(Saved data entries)
....

//! # Folio Render
//!
//! Section rendering for the folio portfolio.
//!
//! Content documents are loaded once into a [`ContentStore`]. Each section
//! turns them into [`Patch`]es for the current language, and a [`Page`]
//! applies the patches to an in-memory document and routes user events to
//! [`Action`]s. The renderer also drives the project detail modal and the
//! staggered skill-bar animation.

#![warn(missing_docs)]
#![warn(clippy::all)]
#![warn(clippy::pedantic)]
#![warn(clippy::nursery)]
#![allow(clippy::module_name_repetitions)]

pub mod animation;
pub mod dom;
pub mod events;
pub mod labels;
pub mod modal;
pub mod models;
pub mod node;
pub mod page;
pub mod patch;
pub mod renderer;
pub mod sections;
pub mod selector;
pub mod store;
pub mod template;
pub mod traits;

pub use animation::*;
pub use dom::*;
pub use events::*;
pub use modal::*;
pub use models::*;
pub use node::*;
pub use page::*;
pub use patch::*;
pub use renderer::*;
pub use sections::*;
pub use selector::*;
pub use store::*;
pub use template::*;
pub use traits::*;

....

**EXERCISE GOAL:** The records above should be repeated word for word.

**ANSWER SECTION:**
//! # Folio Render
//!
//! Section rendering for the folio portfolio.
//!
//! Content documents are loaded once into a [`ContentStore`]. Each section
//! turns them into [`Patch`]es for the current language, and a [`Page`]
//! applies the patches to an in-memory document and routes user events to
//! [`Action`]s. The renderer also drives the project detail modal and the
//! staggered skill-bar animation.

#![warn(missing_docs)]
#![warn(clippy::all)]
#![warn(clippy::pedantic)]
#![warn(clippy::nursery)]
#![allow(clippy::module_name_repetitions)]

pub mod animation;
pub mod dom;
pub mod events;
pub mod labels;
pub mod modal;
pub mod models;
pub mod node;
pub mod page;
pub mod patch;
pub mod renderer;
pub mod sections;
pub mod selector;
pub mod store;
pub mod template;
pub mod traits;

pub use animation::*;
pub use dom::*;
pub use events::*;
pub use modal::*;
pub use models::*;
pub use node::*;
pub use page::*;
pub use patch::*;
pub use renderer::*;
pub use sections::*;
pub use selector::*;
pub use store::*;
pub use template::*;
pub use traits::*;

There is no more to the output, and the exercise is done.